План древнего жилища. Надпись в центре выполнена шрифтом Брайля, так что слепые посетители тоже могут получать информацию об экспонате
«Силы потайные, силы великия»
Прав все-таки Кершач: не примитивным и уж тем более не наивным, а именно первоначальным и исконным стоит называть это искусство, возникшее как одна из немногих доступных человеку форм общения с миром нездешним.
Автор этих строк вообще неохотно пользуется словом «энергия». Но по-другому не опишешь воздействие этих вещей: недобро улыбающихся ритуальных масок, истыканных ржавыми иглами статуэток (и пусть каталог не рассказывает, что так африканцам под влиянием миссионеров виделся Христос), мощных каменных фаллосов. В этих вещах — энергия иного мира — мира, не смиренного Пришествием, не обузданного гуманизмом, не зажатого политкорректностью.
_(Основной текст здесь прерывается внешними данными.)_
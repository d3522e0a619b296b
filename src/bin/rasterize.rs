use {
    anyhow::Context,
    markergen::raster,
    std::path::PathBuf,
    tracing::info,
};

fn main() -> anyhow::Result<()> {
    markergen::init_tracing();

    let mut args = pico_args::Arguments::from_env();
    let output: PathBuf = args
        .opt_value_from_str("--output")?
        .unwrap_or_else(|| PathBuf::from("pixel_art.png"));
    let scale: usize = args.opt_value_from_str("--scale")?.unwrap_or(1);
    let input: Option<PathBuf> = args.opt_free_from_str()?;

    let art = match &input {
        Some(path) => std::fs::read_to_string(path)
            .with_context(|| format!("reading {}", path.display()))?,
        None => raster::FRAME.to_owned(),
    };

    let pixels = raster::upscale(&raster::parse_art(&art)?, scale)?;
    raster::save_png(&pixels, &output)
        .with_context(|| format!("writing {}", output.display()))?;

    let (h, w) = pixels.dim();
    info!("wrote {w}x{h} image to {}", output.display());
    Ok(())
}
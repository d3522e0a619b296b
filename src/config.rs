use {
    crate::{
        error::*,
        marker::{FixedCell, CELLS, REDUCED, SIDE},
    },
    nanoserde::{DeJson, SerJson},
    std::path::{Path, PathBuf},
    tracing::debug,
};

pub const NUM_GROUPS: usize = 11;
pub const MIN_DISTANCE: u32 = 2;
pub const FLIP_DEPTH: usize = 2;
pub const SOLUTION_PATH: &str = "solution.txt";

/// Parameters of one marker search run.
#[derive(Clone, Debug, PartialEq, Eq)]
pub struct SearchConfig {
    /// Groups to pick from each half of the group list.
    pub required_count: usize,
    /// Minimum distance between any two picked groups.
    pub threshold: u32,
    /// Deepest flip count tried when measuring distance.
    pub flip_depth: usize,
    pub fixed_cells: Vec<FixedCell>,
    pub output: PathBuf,
}

impl Default for SearchConfig {
    fn default() -> Self {
        Self {
            required_count: NUM_GROUPS,
            threshold: MIN_DISTANCE,
            flip_depth: FLIP_DEPTH,
            fixed_cells: REDUCED.to_vec(),
            output: PathBuf::from(SOLUTION_PATH),
        }
    }
}

/// On-disk form of [`SearchConfig`]; every field may be left out.
#[derive(Clone, Debug, Default, PartialEq, SerJson, DeJson)]
pub struct ConfigFile {
    #[nserde(default)]
    pub required_count: Option<usize>,
    #[nserde(default)]
    pub threshold: Option<u32>,
    #[nserde(default)]
    pub flip_depth: Option<usize>,
    #[nserde(default)]
    pub fixed_cells: Option<Vec<FixedCell>>,
    #[nserde(default)]
    pub output: Option<String>,
}

impl SearchConfig {
    pub fn from_json(json: &str) -> Result<Self> {
        let file = ConfigFile::deserialize_json(json)?;
        Ok(Self::default().with_file(file))
    }

    pub fn load(path: &Path) -> Result<Self> {
        debug!("loading search config from {}", path.display());
        Self::from_json(&std::fs::read_to_string(path)?)
    }

    pub fn with_file(mut self, file: ConfigFile) -> Self {
        if let Some(n) = file.required_count {
            self.required_count = n;
        }
        if let Some(t) = file.threshold {
            self.threshold = t;
        }
        if let Some(d) = file.flip_depth {
            self.flip_depth = d;
        }
        if let Some(cells) = file.fixed_cells {
            self.fixed_cells = cells;
        }
        if let Some(output) = file.output {
            self.output = output.into();
        }
        self
    }

    /// Defaults, then `--config FILE`, then individual flags.
    pub fn from_cli(args: &mut pico_args::Arguments) -> Result<Self> {
        let path: Option<PathBuf> = args.opt_value_from_str("--config")?;
        let mut config = match path {
            Some(path) => Self::load(&path)?,
            None => Self::default(),
        };

        if let Some(n) = args.opt_value_from_str("--groups")? {
            config.required_count = n;
        }
        if let Some(t) = args.opt_value_from_str("--threshold")? {
            config.threshold = t;
        }
        if let Some(d) = args.opt_value_from_str("--depth")? {
            config.flip_depth = d;
        }
        if args.contains("--full") {
            config.fixed_cells.clear();
        }
        if let Some(output) = args.opt_value_from_str::<_, PathBuf>("--output")? {
            config.output = output;
        }

        config.validate()?;
        Ok(config)
    }

    pub fn validate(&self) -> Result<()> {
        if self.required_count == 0 {
            return Err(Error::InvalidConfig("required_count must be at least 1".into()));
        }
        if self.threshold == 0 {
            return Err(Error::InvalidConfig("threshold must be at least 1".into()));
        }
        if self.flip_depth > CELLS {
            return Err(Error::InvalidConfig(format!(
                "flip_depth must be at most {CELLS}, got {}",
                self.flip_depth
            )));
        }

        for (i, cell) in self.fixed_cells.iter().enumerate() {
            if cell.row >= SIDE || cell.col >= SIDE {
                return Err(Error::InvalidConfig(format!(
                    "fixed cell ({}, {}) is outside the grid",
                    cell.row, cell.col
                )));
            }
            if self.fixed_cells[..i]
                .iter()
                .any(|c| (c.row, c.col) == (cell.row, cell.col))
            {
                return Err(Error::InvalidConfig(format!(
                    "fixed cell ({}, {}) given twice",
                    cell.row, cell.col
                )));
            }
        }

        Ok(())
    }
}

#[cfg(test)]
fn args(list: &[&str]) -> pico_args::Arguments {
    pico_args::Arguments::from_vec(list.iter().map(Into::into).collect())
}

#[test]
fn test_defaults() {
    let config = SearchConfig::default();
    assert_eq!(config.required_count, 11);
    assert_eq!(config.threshold, 2);
    assert_eq!(config.flip_depth, 2);
    assert_eq!(config.fixed_cells, REDUCED);
    assert_eq!(config.output, Path::new("solution.txt"));
    assert!(config.validate().is_ok());
}

#[test]
fn test_json_overrides_defaults() {
    let config = SearchConfig::from_json(
        r#"{"threshold": 3, "fixed_cells": [{"row": 1, "col": 1, "value": true}]}"#,
    )
    .unwrap();
    assert_eq!(config.required_count, 11);
    assert_eq!(config.threshold, 3);
    assert_eq!(
        config.fixed_cells,
        [FixedCell {
            row: 1,
            col: 1,
            value: true
        }]
    );

    let empty = SearchConfig::from_json("{}").unwrap();
    assert_eq!(empty, SearchConfig::default());

    assert!(matches!(
        SearchConfig::from_json("{\"threshold\": "),
        Err(Error::Config(_))
    ));
}

#[test]
fn test_cli_overrides_file() {
    let dir = tempfile::tempdir().unwrap();
    let path = dir.path().join("search.json");
    std::fs::write(&path, r#"{"required_count": 4, "flip_depth": 1}"#).unwrap();

    let path = path.to_str().unwrap();
    let mut args = args(&["--config", path, "--depth", "3", "--full", "--output", "out.txt"]);
    let config = SearchConfig::from_cli(&mut args).unwrap();

    assert_eq!(config.required_count, 4);
    assert_eq!(config.flip_depth, 3);
    assert!(config.fixed_cells.is_empty());
    assert_eq!(config.output, Path::new("out.txt"));
    assert!(args.finish().is_empty());
}

#[test]
fn test_invalid_values() {
    let mut args_zero = args(&["--groups", "0"]);
    assert!(matches!(
        SearchConfig::from_cli(&mut args_zero),
        Err(Error::InvalidConfig(_))
    ));

    let mut args_bad = args(&["--threshold", "two"]);
    assert!(matches!(
        SearchConfig::from_cli(&mut args_bad),
        Err(Error::Args(_))
    ));

    let deep = SearchConfig {
        flip_depth: 10,
        ..Default::default()
    };
    assert!(deep.validate().is_err());

    let outside = SearchConfig {
        fixed_cells: vec![FixedCell {
            row: 3,
            col: 0,
            value: false,
        }],
        ..Default::default()
    };
    assert!(outside.validate().is_err());

    let mut twice = SearchConfig::default();
    twice.fixed_cells.push(REDUCED[0]);
    assert!(twice.validate().is_err());
}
И, наверное, правильной была идея не грузить и без того загруженного зрителя навязчивыми комментариями. В конце концов, как постулировал этнограф Клод Леви-Стросс (кстати, большой сторонник идеи создания этого музея), «ни одно этнографическое собрание не может сегодня всерьез претендовать на то, чтобы представить правдивую картину той или иной культуры». Кроме того, при желании информацию все же можно обрести — из динамиков, ненавязчиво воркующих в каждом углу, или из книг и каталогов, продающихся по вполне доступным ценам.
И все равно: идеально отреставрированные, эффектно подсвеченные и упрятанные в стеклянные «сейфы», иные из объектов по своему воздействию непропорциональны даже этому музею. Их созерцание во все-таки «профанном» пространстве оставляет ощущение некоторого неудобства — так бывает слегка неловко за восторженных западноевропейских коллекционеров, украшающих стены своих гостиных асимметрично развешанными русскими иконами.
Кстати об иконах: странно, что в общий «неевропейский котел» с ритуальными масками экваториальной Aфрики и культовыми предметами исконных обитателей Америки угодило искусство Африки христианской. Фрески, снятые со стены коптской церкви в Эфиопии, смотрятся абсолютно чужеродным объектом в этом «языческом» музее. Впрочем, этот контраст лишь иллюстрирует ключевые вопросы, которые ставит Бранли: кто мы такие, в чем заключается наше отличие от других и есть ли оно сегодня?
Из мистической темноты навстречу зрителю выступают герои экспозиции
Взгляд на другого
Как уже говорилось, места в постоянной экспозиции хватает приблизительно для 1% коллекции, собранной за пять веков колониализма и полтора столетия этнографической науки. Безбрежные собрания фото-, аудио- и киноматериалов доступны публике в специально оборудованных медиатеках. Остальные объекты обещают показывать в рамках сменных выставок, распланированных на 12 лет вперед. Первая из них состоялась под программным названием «D"un regard l"autre» (что можно примерно перевести как «Взгляд на другого»).
С тех пор как в начале XVI века гениальный немецкий картограф Мартин Вальдзеемюллер нанес на глобус предполагаемый им, но еще никому не ведомый американский континент, воображение европейцев занято обитателями «иного мира». Сперва не более реальный, чем инопланетянин, в последующие века заокеанский житель «делает карьеру» от «кровожадной бестии», варвара и, конечно, каннибала до «благородного дикаря». На выставке можно было увидеть и идеализированные мраморные бюсты negri, выполненные в соответствии с иконографией Ренессанса, и стилизованные портреты «африканских послов» Джаспера Бекса: наряженные в камзолы и шелковые панталоны, в напудренных париках, кавалеры замерли в куртуазных позах, черный цвет их лиц кажется всего лишь данью карнавальной ночи.